# Work instruction:
Repeat the entries that appear below, exactly and in full.

# Given records:
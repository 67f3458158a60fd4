//! Database layer: connection pool, migrations, models, repositories,
//! and the catalog source adapter.

pub mod models;
pub mod repositories;
pub mod source;

use sqlx::postgres::PgPoolOptions;

/// Shared alias so callers do not depend on sqlx types directly.
pub type DbPool = sqlx::PgPool;

/// Create a connection pool from a database URL.
pub async fn create_pool(database_url: &str) -> Result<DbPool, sqlx::Error> {
    PgPoolOptions::new()
        .max_connections(20)
        .connect(database_url)
        .await
}

/// Cheap connectivity probe used by the health endpoint.
pub async fn health_check(pool: &DbPool) -> Result<(), sqlx::Error> {
    sqlx::query("SELECT 1").execute(pool).await.map(|_| ())
}

/// Apply pending migrations from `crates/db/migrations`.
pub async fn run_migrations(pool: &DbPool) -> Result<(), sqlx::migrate::MigrateError> {
    sqlx::migrate!("./migrations").run(pool).await
}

# Written answer:
repository 67f3458158a60fd4
//! Database layer: connection pool, migrations, models, repositories,
//! and the catalog source adapter.

pub mod models;
pub mod repositories;
pub mod source;

use sqlx::postgres::PgPoolOptions;

/// Shared alias so callers do not depend on sqlx types directly.
pub type DbPool = sqlx::PgPool;

/// Create a connection pool from a database URL.
pub async fn create_pool(database_url: &str) -> Result<DbPool, sqlx::Error> {
    PgPoolOptions::new()
        .max_connections(20)
        .connect(database_url)
        .await
}

/// Cheap connectivity probe used by the health endpoint.
pub async fn health_check(pool: &DbPool) -> Result<(), sqlx::Error> {
    sqlx::query("SELECT 1").execute(pool).await.map(|_| ())
}

/// Apply pending migrations from `crates/db/migrations`.
pub async fn run_migrations(pool: &DbPool) -> Result<(), sqlx::migrate::MigrateError> {
    sqlx::migrate!("./migrations").run(pool).await
}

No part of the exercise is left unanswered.